Uma missão técnica antigranizo está sendo realizada em Santa Catarina com o objetivo de conhecer o funcionamento do sistema adotado no estado vizinho e avaliar a viabilidade de implantação da tecnologia em municípios da Serra Gaúcha. A agenda integra uma mobilização conjunta de lideranças políticas e equipes técnicas em busca de soluções preventivas frente aos recorrentes prejuízos causados por episódios de granizo no Rio Grande do Sul, especialmente na agricultura. O assessor do deputado estadual Guilherme Pasin, Danrlei Pilatti, ex-prefeito de Nova Pádua, participa da missão.
Durante o roteiro, a comitiva visita, em Fraiburgo, a empresa AGF Antigranizo e o radar meteorológico, além das instalações da empresa Fischer, referências na aplicação da tecnologia. Em Videira, o grupo conhece a Epagri (Empresa de Pesquisa Agropecuária e Extensão Rural de Santa Catarina). Já em Caçador, a agenda inclui visita à Prefeitura Municipal para apresentação do projeto no município.
O sistema catarinense utiliza geradores de iodeto de prata, tecnologia que reduz o tamanho das pedras de gelo ainda na atmosfera. Estudos e experiências locais indicam eficiência entre 60% e 90%, a depender das condições climáticas. A expectativa das lideranças envolvidas é de que o Governo do Estado participe com aporte de recursos, enquanto a manutenção ficaria sob responsabilidade dos municípios.
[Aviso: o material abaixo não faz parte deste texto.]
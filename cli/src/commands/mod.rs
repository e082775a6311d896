// Copyright (c) 2026 100monkeys.ai
// SPDX-License-Identifier: AGPL-3.0

//! Command implementations for the Ghostwriter CLI

use anyhow::{Context, Result};
use clap::Args;

pub mod config;
pub mod feedback;
pub mod generate;

pub use self::config::ConfigCommand;

/// A generation request
#[derive(Args, Debug)]
pub struct RequestArgs {
    /// Voice profile name
    #[arg(short, long, default_value = "default")]
    pub profile: String,

    /// What the post is about
    #[arg(long)]
    pub context: String,

    /// Extra instructions for this post
    #[arg(short, long, default_value = "")]
    pub instruction: String,
}

#[derive(Args, Debug)]
pub struct RefineArgs {
    #[arg(short, long, default_value = "default")]
    pub profile: String,

    /// Post to rewrite (text, or @path to read a file)
    #[arg(long)]
    pub post: String,

    /// What to change
    #[arg(long)]
    pub feedback: String,

    #[arg(long, default_value = "")]
    pub context: String,
}

#[derive(Args, Debug)]
pub struct FeedbackArgs {
    #[arg(short, long, default_value = "default")]
    pub profile: String,

    /// Context the post was generated for
    #[arg(long)]
    pub context: String,

    /// Instruction the post was generated with
    #[arg(short, long, default_value = "")]
    pub instruction: String,

    /// The generated post (text, or @path to read a file)
    #[arg(long)]
    pub post: String,

    /// positive, negative or refinement
    #[arg(long = "type", value_name = "KIND")]
    pub feedback_type: String,

    /// The feedback itself
    #[arg(long)]
    pub text: String,

    /// What to change (refinement feedback only)
    #[arg(long)]
    pub refinement: Option<String>,

    /// The version the user ended up approving (text, or @path)
    #[arg(long)]
    pub approved: Option<String>,
}

#[derive(Args, Debug)]
pub struct SummaryArgs {
    #[arg(short, long, default_value = "default")]
    pub profile: String,

    /// Print as JSON
    #[arg(long)]
    pub json: bool,
}

#[derive(Args, Debug)]
pub struct RelevantArgs {
    #[arg(short, long, default_value = "default")]
    pub profile: String,

    #[arg(long)]
    pub context: String,

    /// Only this kind: positive, negative or refinement
    #[arg(long = "type", value_name = "KIND")]
    pub feedback_type: Option<String>,

    /// Print as JSON
    #[arg(long)]
    pub json: bool,
}

/// `@path` reads the file; anything else is taken literally
pub fn read_text_arg(value: &str) -> Result<String> {
    match value.strip_prefix('@') {
        Some(path) => std::fs::read_to_string(path)
            .with_context(|| format!("Failed to read {}", path)),
        None => Ok(value.to_string()),
    }
}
Atualmente, 24 municípios gaúchos já manifestaram interesse em aderir ao programa: Alto Feliz, Antônio Prado, Bento Gonçalves, Campestre da Serra, Caxias do Sul, Coronel Pilar, Dois Lajeados, Farroupilha, Feliz, Flores da Cunha, Garibaldi, Guaporé, Ipê, Monte Belo do Sul, Nova Pádua, Nova Roma do Sul, Pinto Bandeira, Santa Tereza, São Francisco de Paula, São Marcos, São Valentim do Sul, Vale Real, Veranópolis e Vespasiano Corrêa.
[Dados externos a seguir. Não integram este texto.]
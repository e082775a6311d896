// Copyright (c) 2026 100monkeys.ai
// SPDX-License-Identifier: AGPL-3.0
//! Lib
//!
//! Feedback-driven semantic memory and prompt augmentation for Ghostwriter.
//!
//! # Architecture
//!
//! - **Layer:** Core System
//! - **Purpose:** Persists user feedback per voice profile, retrieves it by
//!   semantic similarity and injects it into generation prompts

pub mod domain;
pub mod application;
pub mod infrastructure;

pub use domain::*;
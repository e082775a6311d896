// Copyright (c) 2026 100monkeys.ai
// SPDX-License-Identifier: AGPL-3.0

//! Style example source
//!
//! Profile sample storage is owned elsewhere; the engine only consumes an
//! ordered list of example texts per profile.

use async_trait::async_trait;

use super::errors::GhostwriterError;
use super::profile::ProfileName;

#[async_trait]
pub trait StyleExampleSource: Send + Sync {
    /// Ordered writing samples for the profile.
    ///
    /// Fails with `ValidationError::ProfileNotFound` when the profile has no
    /// sample storage.
    async fn load_style_examples(&self, profile: &ProfileName) -> Result<Vec<String>, GhostwriterError>;
}
// Copyright (c) 2026 100monkeys.ai
// SPDX-License-Identifier: AGPL-3.0

//! Embedding provider implementations

pub mod hashing;
pub mod ollama;

pub use hashing::HashingEmbeddingClient;
pub use ollama::OllamaEmbeddingClient;

use std::sync::Arc;

use crate::domain::config::EmbeddingProviderConfig;
use crate::domain::embedding::EmbeddingProvider;

/// Create an embedding provider from configuration
pub fn create_embedding_provider(
    config: &EmbeddingProviderConfig,
) -> anyhow::Result<Arc<dyn EmbeddingProvider>> {
    let provider: Arc<dyn EmbeddingProvider> = match config.provider_type.as_str() {
        "ollama" => Arc::new(OllamaEmbeddingClient::new(
            config.endpoint.clone(),
            config.model.clone(),
        )),
        "hashing" => Arc::new(HashingEmbeddingClient::new(config.dimension)),
        other => anyhow::bail!("Unsupported embedding provider type: {}", other),
    };

    Ok(provider)
}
O deputado estadual Guilherme Pasin acompanha a iniciativa e reforça a importância de ações preventivas para garantir segurança à produção agrícola. “Precisamos avançar em políticas públicas de prevenção. O granizo causa prejuízos recorrentes aos nossos produtores e à economia regional. Conhecer experiências que dão certo, como a de Santa Catarina, é fundamental para construirmos soluções viáveis e eficientes para o Rio Grande do Sul”, destaca Pasin.